Technology giant Apple will release its fourth quarter earnings on 28 October. The company has had a mixed few months, unveiling and releasing its new generation of iPhones but also warning of cuts to production as it grapples with supply issues.
The company’s third quarter earnings were well ahead of Wall Street’s expectations, with the company registering impressive year-on-year iPhone sales growth of nearly 50%. This drove total sales to increase by 36%. However, it seems likely that Apple’s fourth quarter will be less spectacular due to a shortage of iPhone components.
The figures
The tech giant’s share price has increased by 11.7% since the start of 2021 and by 406.8% over the last five years. The 12-month average price target for the shares stood at $166.40, according to Koyfin. Meanwhile, the majority of analysts gave the stock a Buy or Strong Buy rating.
As of 19 October, Apple’s financial metrics looked like this:
Share Price: $148.27
Market Cap: $2,394.2bn
Trailing 12-month (TTM) Revenue: $347.2bn
TTM Cash and Short Term Investments: $61.7bn
Total Assets: $329.8bn
Debt: $135.5bn
Total Equity: $64.3bn
TTM EPS: 5.11
TTM P/E Ratio: 28.4
Predictions
The iPhone maker’s fourth quarter revenue is projected to come in at $84.6bn, up by 3.8% on the previous quarter and by 30.8% compared to the same three-month period in 2020. Meanwhile, EPS is seen as coming in at 1.23, 5.3% lower than in the third quarter but up by 68.5% on the fourth quarter of last year.
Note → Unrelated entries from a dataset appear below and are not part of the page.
//! Request and response types shared by every backend.

use serde::{Deserialize, Serialize};

/// A request for generated text.
#[derive(Debug, Clone, PartialEq, Serialize, Deserialize)]
pub struct GenerationRequest {
    /// System prompt (persona, rules, constraints).
    pub system: String,
    /// User prompt (memories, scenario, instructions).
    pub user: String,
    /// Maximum tokens to generate.
    pub max_tokens: u32,
    /// Temperature (0.0 = deterministic, 1.0 = creative).
    pub temperature: f32,
    /// Request timeout in milliseconds.
    pub timeout_ms: u64,
}

impl GenerationRequest {
    /// A request with conversational defaults.
    #[must_use]
    pub fn new(system: impl Into<String>, user: impl Into<String>) -> Self {
        Self {
            system: system.into(),
            user: user.into(),
            max_tokens: 150,
            temperature: 0.7,
            timeout_ms: 10_000,
        }
    }

    /// Set the token limit.
    #[must_use]
    pub fn with_max_tokens(mut self, max_tokens: u32) -> Self {
        self.max_tokens = max_tokens;
        self
    }

    /// Set the temperature.
    #[must_use]
    pub fn with_temperature(mut self, temperature: f32) -> Self {
        self.temperature = temperature;
        self
    }

    /// Set the timeout.
    #[must_use]
    pub fn with_timeout(mut self, timeout_ms: u64) -> Self {
        self.timeout_ms = timeout_ms;
        self
    }
}

/// Generated text plus bookkeeping.
#[derive(Debug, Clone, PartialEq, Serialize, Deserialize)]
pub struct GenerationResponse {
    /// The generated text.
    pub text: String,
    /// How many tokens were generated (0 if the backend does not say).
    pub tokens_generated: u32,
    /// Latency in milliseconds.
    pub latency_ms: u64,
    /// Which model (or backend) produced it.
    pub model: String,
}
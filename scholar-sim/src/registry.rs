//! The persona registry for one simulation run.
//!
//! Built once from the validated configuration and owned by the driver;
//! there is no process-wide registry.

use std::collections::BTreeMap;
use std::sync::Arc;

use scholar_core::AgentId;

use crate::config::{PersonaConfig, Role};
use crate::error::{Result, SimError};

/// Every persona in the run, keyed and iterated by agent id.
#[derive(Debug, Clone, Default)]
pub struct PersonaRegistry {
    personas: BTreeMap<AgentId, Arc<PersonaConfig>>,
}

impl PersonaRegistry {
    /// Register every persona.
    ///
    /// # Errors
    /// [`SimError::Config`] on a duplicate id.
    pub fn from_configs(personas: &[PersonaConfig]) -> Result<Self> {
        let mut registry = Self::default();
        for persona in personas {
            let id = AgentId::new(persona.id.clone());
            if registry.personas.insert(id, Arc::new(persona.clone())).is_some() {
                return Err(SimError::Config(format!("duplicate persona '{}'", persona.id)));
            }
        }
        Ok(registry)
    }

    /// Look up a persona.
    #[must_use]
    pub fn get(&self, id: &AgentId) -> Option<&Arc<PersonaConfig>> {
        self.personas.get(id)
    }

    /// Display name for `id`, falling back to the raw id.
    #[must_use]
    pub fn display_name<'a>(&'a self, id: &'a AgentId) -> &'a str {
        self.get(id).map_or(id.as_str(), |p| p.display_name())
    }

    /// All ids in order.
    pub fn ids(&self) -> impl Iterator<Item = &AgentId> {
        self.personas.keys()
    }

    /// `(id, persona)` pairs in id order.
    pub fn iter(&self) -> impl Iterator<Item = (&AgentId, &Arc<PersonaConfig>)> {
        self.personas.iter()
    }

    /// The expert, if one is registered.
    #[must_use]
    pub fn expert(&self) -> Option<&AgentId> {
        self.personas
            .iter()
            .find(|(_, p)| p.role == Role::Expert)
            .map(|(id, _)| id)
    }

    /// Whether `id` is the expert.
    #[must_use]
    pub fn is_expert(&self, id: &AgentId) -> bool {
        self.get(id).is_some_and(|p| p.role == Role::Expert)
    }

    /// Number of personas.
    #[must_use]
    pub fn len(&self) -> usize {
        self.personas.len()
    }

    /// Whether no personas are registered.
    #[must_use]
    pub fn is_empty(&self) -> bool {
        self.personas.is_empty()
    }
}

#[cfg(test)]
mod tests {
    use super::*;
    use crate::config::TownConfig;

    #[test]
    fn default_registry_has_one_expert() {
        let registry = PersonaRegistry::from_configs(&TownConfig::default().personas).expect("registry");
        assert_eq!(registry.len(), 5);
        assert_eq!(registry.expert().map(AgentId::as_str), Some("teacher"));
        assert_eq!(registry.display_name(&AgentId::from("student_2")), "Mei");
        assert_eq!(registry.display_name(&AgentId::from("ghost")), "ghost");
        let ids: Vec<_> = registry.ids().map(AgentId::as_str).collect();
        assert_eq!(ids, ["student_1", "student_2", "student_3", "student_4", "teacher"]);
    }

    #[test]
    fn duplicates_are_rejected() {
        let personas = TownConfig::default().personas;
        let doubled: Vec<_> = personas.iter().chain(personas.iter().take(1)).cloned().collect();
        assert!(PersonaRegistry::from_configs(&doubled).is_err());
    }
}
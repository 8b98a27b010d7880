//! `[llm]` configuration section.

use serde::{Deserialize, Serialize};

use crate::error::LlmError;

/// Which backend produces text.
#[derive(Debug, Clone, Copy, PartialEq, Eq, Serialize, Deserialize, Default)]
#[serde(rename_all = "snake_case")]
pub enum ProviderKind {
    /// Ollama's `/api/generate`.
    Ollama,
    /// Any `/v1/chat/completions` endpoint.
    #[serde(alias = "openai")]
    OpenAiCompatible,
    /// Canned replies, no network.
    #[default]
    Scripted,
    /// Every call fails; the simulation runs on templates alone.
    None,
}

/// Text generation settings.
#[derive(Debug, Clone, Serialize, Deserialize)]
pub struct LlmConfig {
    /// Backend.
    #[serde(default)]
    pub provider: ProviderKind,
    /// Base URL of the HTTP backend.
    #[serde(default = "default_base_url")]
    pub base_url: String,
    /// Model name sent to the backend.
    #[serde(default = "default_model")]
    pub model: String,
    /// Environment variable holding the API key (OpenAI-compatible only).
    #[serde(default = "default_api_key_env")]
    pub api_key_env: String,
    /// Per-request timeout.
    #[serde(default = "default_timeout_ms")]
    pub timeout_ms: u64,
    /// Retries after the first failed attempt.
    #[serde(default = "default_max_retries")]
    pub max_retries: u32,
    /// Token limit per request.
    #[serde(default = "default_max_tokens")]
    pub max_tokens: u32,
    /// Sampling temperature.
    #[serde(default = "default_temperature")]
    pub temperature: f32,
    /// Seed for the scripted backend.
    #[serde(default = "default_seed")]
    pub seed: u64,
}

impl Default for LlmConfig {
    fn default() -> Self {
        Self {
            provider: ProviderKind::default(),
            base_url: default_base_url(),
            model: default_model(),
            api_key_env: default_api_key_env(),
            timeout_ms: default_timeout_ms(),
            max_retries: default_max_retries(),
            max_tokens: default_max_tokens(),
            temperature: default_temperature(),
            seed: default_seed(),
        }
    }
}

impl LlmConfig {
    /// Check the section for values no backend could use.
    ///
    /// # Errors
    /// [`LlmError::ConfigError`] naming the problem.
    pub fn validate(&self) -> Result<(), LlmError> {
        if matches!(self.provider, ProviderKind::Ollama | ProviderKind::OpenAiCompatible) {
            if self.base_url.trim().is_empty() {
                return Err(LlmError::ConfigError("llm.base_url must not be empty".into()));
            }
            if self.model.trim().is_empty() {
                return Err(LlmError::ConfigError("llm.model must not be empty".into()));
            }
        }
        if self.timeout_ms == 0 {
            return Err(LlmError::ConfigError("llm.timeout_ms must be positive".into()));
        }
        if !(0.0..=2.0).contains(&self.temperature) {
            return Err(LlmError::ConfigError(format!(
                "llm.temperature {} is outside 0.0..=2.0",
                self.temperature
            )));
        }
        Ok(())
    }
}

fn default_base_url() -> String { "http://localhost:11434".into() }
fn default_model() -> String { "qwen2.5:3b".into() }
fn default_api_key_env() -> String { "OPENAI_API_KEY".into() }
fn default_timeout_ms() -> u64 { 10_000 }
fn default_max_retries() -> u32 { 2 }
fn default_max_tokens() -> u32 { 150 }
fn default_temperature() -> f32 { 0.7 }
fn default_seed() -> u64 { 42 }

#[cfg(test)]
mod tests {
    use super::*;

    #[test]
    fn parses_partial_section() {
        let config: LlmConfig = toml::from_str("provider = \"openai\"\nmodel = \"gpt-4o-mini\"").expect("parse");
        assert_eq!(config.provider, ProviderKind::OpenAiCompatible);
        assert_eq!(config.model, "gpt-4o-mini");
        assert_eq!(config.max_retries, 2);
        config.validate().expect("valid");
    }

    #[test]
    fn rejects_empty_url_for_http_backends() {
        let config = LlmConfig {
            provider: ProviderKind::Ollama,
            base_url: String::new(),
            ..LlmConfig::default()
        };
        assert!(matches!(config.validate(), Err(LlmError::ConfigError(_))));
    }
}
While the company itself said it expected to see “very strong double-digit year-over-year revenue growth” during the fourth quarter. However, growth is expected to be slower than in the third quarter, with Apple noting in its last earnings call that progress could be held back by normalized growth in its services business and supply issues.
Indeed, Apple is currently struggling with a chip shortage. While the new series of Macbooks are being built with in-house chips, the company’s new smartphones are reliant on third party supply. The number of these components arriving with Apple has fallen short of expectations, leaving the company to announce a cut in the number of new smartphones it will produce before the end of the calendar year.
These new phones, which were released right at the end of the fourth quarter, are the iPhone 13 Pro and iPhone 13 Pro Max. The new models have been well received and will be in high demand, but supply constraints could limit their availability for customers in the short term.
Risks for investors
The aforementioned chip supply issue is one of the primary risks that Apple faces. However, there is more to consider. Apple has benefitted greatly from the smartphone boom, with its iPhone series becoming something of a status symbol.
Sales of the phones generally account for more than 40% of the company’s revenue. As such, any drop in production levels or demand for smartphones from consumers can have a serious impact on Apple’s results.
Another issue the company faces is a series of antitrust lawsuits. For example, Apple is currently involved in legal challenges brought by India and the European Union. These relate to the way in which the company has used its dominant position in the apps market to force developers to use its in-app purchase system. Indeed, the European Commission currently has four ongoing cases against Apple.
Additionally, some jurisdictions have passed legislation that limits Apple’s activities. These include South Korea, where the nation’s parliament has passed a bill which would ban the likes of Apple from forcing developers to use these in-app purchase systems. Though these pieces of legislation might seem manageable, they can chip away at Apple’s dominant position in the smartphone sector.
Is Apple a good investment?
If you’re looking for short-term gains then you might be best served elsewhere. The upcoming fourth quarter results are unlikely to be spectacular due to the chip shortage limiting Apple’s smartphone production.
Looking to the longer term, it is worth bearing in mind that Apple does pay a quarterly dividend. However, with dividend yield from the stock lying at less than half of the S&P500’s average, investors looking solely for dividend income should probably look elsewhere. With that being said, coupling this dividend income with Apple’s ceaseless growth makes the stock a smart buy for most investors.
The iPhone has reached a point where it is now undeniably iconic. It is worth remembering that the company is heavily reliant on sales of these smartphones to drive revenue growth. If it can hold on to its market share then Apple should remain a good investment into the long term.